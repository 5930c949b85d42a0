//! Core error model for lexrag
//!
//! Provides a unified error surface across the pipeline with:
//! - Stable error codes for callers (HTTP layer, CLI)
//! - A category taxonomy matching the trust-pipeline contract
//! - Optional internal details for logging
//! - Retry hints

use serde::{Deserialize, Serialize};
use std::fmt;

/// Error categories for grouping and caller dispatch
#[derive(Debug, Clone, Copy, PartialEq, Eq, Serialize, Deserialize)]
#[serde(rename_all = "snake_case")]
pub enum ErrorCategory {
    /// Schema or range violation in a stage input
    BadRequest,
    /// Referenced entity absent
    NotFound,
    /// Invariant violation inside a stage; implies a bug
    Pipeline,
    /// DB, vector store, or provider unavailable / timed out
    External,
    /// A gate returned `fail`; downstream was skipped
    GateBlocked,
    /// Request cancelled cooperatively
    Cancelled,
    /// File I/O errors
    Io,
    /// Unexpected internal state
    Internal,
}

impl ErrorCategory {
    pub fn as_str(self) -> &'static str {
        match self {
            Self::BadRequest => "bad_request",
            Self::NotFound => "not_found",
            Self::Pipeline => "pipeline",
            Self::External => "external",
            Self::GateBlocked => "gate_blocked",
            Self::Cancelled => "cancelled",
            Self::Io => "io",
            Self::Internal => "internal",
        }
    }
}

impl fmt::Display for ErrorCategory {
    fn fmt(&self, f: &mut fmt::Formatter<'_>) -> fmt::Result {
        write!(f, "{}", self.as_str())
    }
}

/// Stable error codes, format: CATEGORY_SPECIFIC_ERROR
pub struct ErrorCode;

impl ErrorCode {
    // Bad request
    pub const BAD_REQUEST_EMPTY_QUERY: &'static str = "BAD_REQUEST_EMPTY_QUERY";
    pub const BAD_REQUEST_INVALID_TOP_K: &'static str = "BAD_REQUEST_INVALID_TOP_K";
    pub const BAD_REQUEST_INVALID_STRATEGY: &'static str = "BAD_REQUEST_INVALID_STRATEGY";
    pub const BAD_REQUEST_EMBED_CONFIG_MISMATCH: &'static str = "BAD_REQUEST_EMBED_CONFIG_MISMATCH";
    pub const BAD_REQUEST_INVALID_INPUT: &'static str = "BAD_REQUEST_INVALID_INPUT";

    // Not found
    pub const NOT_FOUND_KB: &'static str = "NOT_FOUND_KB";
    pub const NOT_FOUND_FILE: &'static str = "NOT_FOUND_FILE";
    pub const NOT_FOUND_NODE: &'static str = "NOT_FOUND_NODE";
    pub const NOT_FOUND_CONVERSATION: &'static str = "NOT_FOUND_CONVERSATION";
    pub const NOT_FOUND_RECORD: &'static str = "NOT_FOUND_RECORD";
    pub const NOT_FOUND_PROVIDER: &'static str = "NOT_FOUND_PROVIDER";
    pub const NOT_FOUND_PROMPT: &'static str = "NOT_FOUND_PROMPT";

    // Pipeline invariants
    pub const PIPELINE_CITATION_OUT_OF_SET: &'static str = "PIPELINE_CITATION_OUT_OF_SET";
    pub const PIPELINE_NODE_INDEX_GAP: &'static str = "PIPELINE_NODE_INDEX_GAP";
    pub const PIPELINE_VECTOR_MAP_MISMATCH: &'static str = "PIPELINE_VECTOR_MAP_MISMATCH";
    pub const PIPELINE_DUPLICATE_HIT: &'static str = "PIPELINE_DUPLICATE_HIT";

    // External dependencies
    pub const EXTERNAL_DB: &'static str = "EXTERNAL_DB";
    pub const EXTERNAL_VECTOR_STORE: &'static str = "EXTERNAL_VECTOR_STORE";
    pub const EXTERNAL_EMBEDDING_PROVIDER: &'static str = "EXTERNAL_EMBEDDING_PROVIDER";
    pub const EXTERNAL_MODEL_PROVIDER: &'static str = "EXTERNAL_MODEL_PROVIDER";

    // Gates
    pub const GATE_NO_EVIDENCE: &'static str = "GATE_NO_EVIDENCE";
    pub const GATE_WEAK_QUERY: &'static str = "GATE_WEAK_QUERY";
    pub const GATE_INGEST_FAILED: &'static str = "GATE_INGEST_FAILED";
    pub const GATE_EVALUATOR_FAILED: &'static str = "GATE_EVALUATOR_FAILED";

    // Misc
    pub const CANCELLED: &'static str = "CANCELLED";
    pub const IO_ERROR: &'static str = "IO_ERROR";
    pub const INTERNAL_ERROR: &'static str = "INTERNAL_ERROR";
}

/// Crate-level error for orchestrator and CLI surfaces
#[derive(Debug, Clone, Serialize, Deserialize)]
pub struct CoreError {
    /// Stable error code
    pub code: String,
    /// User-facing message
    pub message: String,
    /// Internal details for logging (never shown to end users)
    #[serde(skip_serializing_if = "Option::is_none")]
    pub detail: Option<String>,
    /// Whether the operation can be retried
    pub retryable: bool,
    /// Error category
    pub category: ErrorCategory,
}

impl CoreError {
    pub fn new(
        code: impl Into<String>,
        message: impl Into<String>,
        category: ErrorCategory,
    ) -> Self {
        Self {
            code: code.into(),
            message: message.into(),
            detail: None,
            retryable: false,
            category,
        }
    }

    pub fn with_detail(mut self, detail: impl Into<String>) -> Self {
        self.detail = Some(detail.into());
        self
    }

    pub fn retryable(mut self) -> Self {
        self.retryable = true;
        self
    }

    // =========================================================================
    // Convenience constructors
    // =========================================================================

    pub fn empty_query() -> Self {
        Self::new(
            ErrorCode::BAD_REQUEST_EMPTY_QUERY,
            "Query must not be empty",
            ErrorCategory::BadRequest,
        )
    }

    pub fn invalid_input(message: impl Into<String>) -> Self {
        Self::new(
            ErrorCode::BAD_REQUEST_INVALID_INPUT,
            message,
            ErrorCategory::BadRequest,
        )
    }

    pub fn embed_config_mismatch(message: impl Into<String>) -> Self {
        Self::new(
            ErrorCode::BAD_REQUEST_EMBED_CONFIG_MISMATCH,
            message,
            ErrorCategory::BadRequest,
        )
    }

    pub fn kb_not_found(id: &str) -> Self {
        Self::new(
            ErrorCode::NOT_FOUND_KB,
            format!("Knowledge base not found: {}", id),
            ErrorCategory::NotFound,
        )
    }

    pub fn node_not_found(id: &str) -> Self {
        Self::new(
            ErrorCode::NOT_FOUND_NODE,
            format!("Node not found: {}", id),
            ErrorCategory::NotFound,
        )
    }

    pub fn record_not_found(kind: &str, id: &str) -> Self {
        Self::new(
            ErrorCode::NOT_FOUND_RECORD,
            format!("{} record not found: {}", kind, id),
            ErrorCategory::NotFound,
        )
    }

    pub fn provider_not_found(name: &str) -> Self {
        Self::new(
            ErrorCode::NOT_FOUND_PROVIDER,
            format!("Provider not in allowlist: {}", name),
            ErrorCategory::NotFound,
        )
    }

    pub fn pipeline(code: &str, detail: impl Into<String>) -> Self {
        Self::new(
            code,
            "Pipeline invariant violated",
            ErrorCategory::Pipeline,
        )
        .with_detail(detail)
    }

    pub fn external_db(detail: impl Into<String>) -> Self {
        Self::new(
            ErrorCode::EXTERNAL_DB,
            "Document store unavailable",
            ErrorCategory::External,
        )
        .with_detail(detail)
        .retryable()
    }

    pub fn external_vector_store(detail: impl Into<String>) -> Self {
        Self::new(
            ErrorCode::EXTERNAL_VECTOR_STORE,
            "Vector store unavailable",
            ErrorCategory::External,
        )
        .with_detail(detail)
        .retryable()
    }

    pub fn external_embedding(detail: impl Into<String>) -> Self {
        Self::new(
            ErrorCode::EXTERNAL_EMBEDDING_PROVIDER,
            "Embedding provider failed",
            ErrorCategory::External,
        )
        .with_detail(detail)
        .retryable()
    }

    pub fn external_model(detail: impl Into<String>) -> Self {
        Self::new(
            ErrorCode::EXTERNAL_MODEL_PROVIDER,
            "Model provider failed",
            ErrorCategory::External,
        )
        .with_detail(detail)
        .retryable()
    }

    pub fn gate_blocked(code: &str, reasons: &[String]) -> Self {
        Self::new(
            code,
            format!("Blocked by gate: {}", reasons.join(", ")),
            ErrorCategory::GateBlocked,
        )
    }

    pub fn cancelled() -> Self {
        Self::new(
            ErrorCode::CANCELLED,
            "Request cancelled",
            ErrorCategory::Cancelled,
        )
    }

    pub fn internal(detail: impl Into<String>) -> Self {
        Self::new(
            ErrorCode::INTERNAL_ERROR,
            "An internal error occurred",
            ErrorCategory::Internal,
        )
        .with_detail(detail)
    }

    /// Stable lowercase word for CLI `status=<word>` output
    pub fn status_word(&self) -> &'static str {
        match self.category {
            ErrorCategory::BadRequest => "bad_request",
            ErrorCategory::NotFound => "not_found",
            ErrorCategory::Pipeline => "pipeline_error",
            ErrorCategory::External => "failed",
            ErrorCategory::GateBlocked => "blocked",
            ErrorCategory::Cancelled => "cancelled",
            ErrorCategory::Io => "io_error",
            ErrorCategory::Internal => "failed",
        }
    }
}

impl fmt::Display for CoreError {
    fn fmt(&self, f: &mut fmt::Formatter<'_>) -> fmt::Result {
        write!(f, "[{}] {}", self.code, self.message)
    }
}

impl std::error::Error for CoreError {}

// Conversions from module error types

impl From<crate::db::DbError> for CoreError {
    fn from(e: crate::db::DbError) -> Self {
        match e {
            crate::db::DbError::NotFound(what) => Self::new(
                ErrorCode::NOT_FOUND_RECORD,
                format!("Not found: {}", what),
                ErrorCategory::NotFound,
            ),
            other => Self::external_db(other.to_string()),
        }
    }
}

impl From<crate::kb::vectors::VectorError> for CoreError {
    fn from(e: crate::kb::vectors::VectorError) -> Self {
        Self::external_vector_store(e.to_string())
    }
}

impl From<crate::kb::embeddings::EmbeddingError> for CoreError {
    fn from(e: crate::kb::embeddings::EmbeddingError) -> Self {
        use crate::kb::embeddings::EmbeddingError;
        match e {
            // Deterministic configuration errors; retrying cannot help
            EmbeddingError::DimensionMismatch { .. } | EmbeddingError::ModelMismatch { .. } => {
                Self::embed_config_mismatch(e.to_string())
            }
            other => Self::external_embedding(other.to_string()),
        }
    }
}

impl From<crate::llm::LlmError> for CoreError {
    fn from(e: crate::llm::LlmError) -> Self {
        match e {
            crate::llm::LlmError::UnknownProvider(name) => Self::provider_not_found(&name),
            other => Self::external_model(other.to_string()),
        }
    }
}

impl From<crate::validation::ValidationError> for CoreError {
    fn from(e: crate::validation::ValidationError) -> Self {
        match e {
            crate::validation::ValidationError::EmptyInput => Self::empty_query(),
            other => Self::invalid_input(other.to_string()),
        }
    }
}

impl From<crate::kb::ingest::IngestError> for CoreError {
    fn from(e: crate::kb::ingest::IngestError) -> Self {
        use crate::kb::ingest::IngestError;
        match e {
            IngestError::KbNotFound(id) => Self::kb_not_found(&id),
            IngestError::Validation(inner) => inner.into(),
            IngestError::UnsupportedParser(p) => {
                Self::invalid_input(format!("Unsupported parser: {}", p))
            }
            IngestError::Cancelled => Self::cancelled(),
            IngestError::Database(inner) => inner.into(),
            IngestError::Vector(inner) => inner.into(),
            IngestError::Embedding(inner) => inner.into(),
            IngestError::Pdf(inner) => Self::new(
                ErrorCode::BAD_REQUEST_INVALID_INPUT,
                "Failed to parse source document",
                ErrorCategory::BadRequest,
            )
            .with_detail(inner.to_string()),
            IngestError::Io(inner) => inner.into(),
        }
    }
}

impl From<std::io::Error> for CoreError {
    fn from(e: std::io::Error) -> Self {
        Self::new(ErrorCode::IO_ERROR, "I/O error", ErrorCategory::Io).with_detail(e.to_string())
    }
}

#[cfg(test)]
mod tests {
    use super::*;

    #[test]
    fn test_error_serialization() {
        let err = CoreError::empty_query();
        let json = serde_json::to_string(&err).unwrap();
        assert!(json.contains("BAD_REQUEST_EMPTY_QUERY"));
        assert!(json.contains("bad_request"));
    }

    #[test]
    fn test_external_errors_are_retryable() {
        assert!(CoreError::external_db("timeout").retryable);
        assert!(CoreError::external_model("503").retryable);
        assert!(!CoreError::empty_query().retryable);
    }

    #[test]
    fn test_status_word() {
        assert_eq!(CoreError::empty_query().status_word(), "bad_request");
        assert_eq!(
            CoreError::gate_blocked(ErrorCode::GATE_NO_EVIDENCE, &["no_evidence".into()])
                .status_word(),
            "blocked"
        );
        assert_eq!(CoreError::external_db("x").status_word(), "failed");
    }

    #[test]
    fn test_embed_mismatches_are_bad_request_not_retryable() {
        let err: CoreError = crate::kb::embeddings::EmbeddingError::ModelMismatch {
            expected: "hash-v1".into(),
            requested: "text-embedding-3-small".into(),
        }
        .into();
        assert_eq!(err.code, ErrorCode::BAD_REQUEST_EMBED_CONFIG_MISMATCH);
        assert_eq!(err.category, ErrorCategory::BadRequest);
        assert!(!err.retryable);

        let err: CoreError = crate::kb::embeddings::EmbeddingError::DimensionMismatch {
            expected: 64,
            actual: 1536,
        }
        .into();
        assert_eq!(err.code, ErrorCode::BAD_REQUEST_EMBED_CONFIG_MISMATCH);
        assert!(!err.retryable);
    }

    #[test]
    fn test_display_includes_code() {
        let err = CoreError::kb_not_found("default");
        let text = err.to_string();
        assert!(text.contains("NOT_FOUND_KB"));
        assert!(text.contains("default"));
    }
}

§ §

Search the material for the word "derive" and copy each line where it occurs.

#[derive(Debug, Clone, Copy, PartialEq, Eq, Serialize, Deserialize)]
#[derive(Debug, Clone, Serialize, Deserialize)]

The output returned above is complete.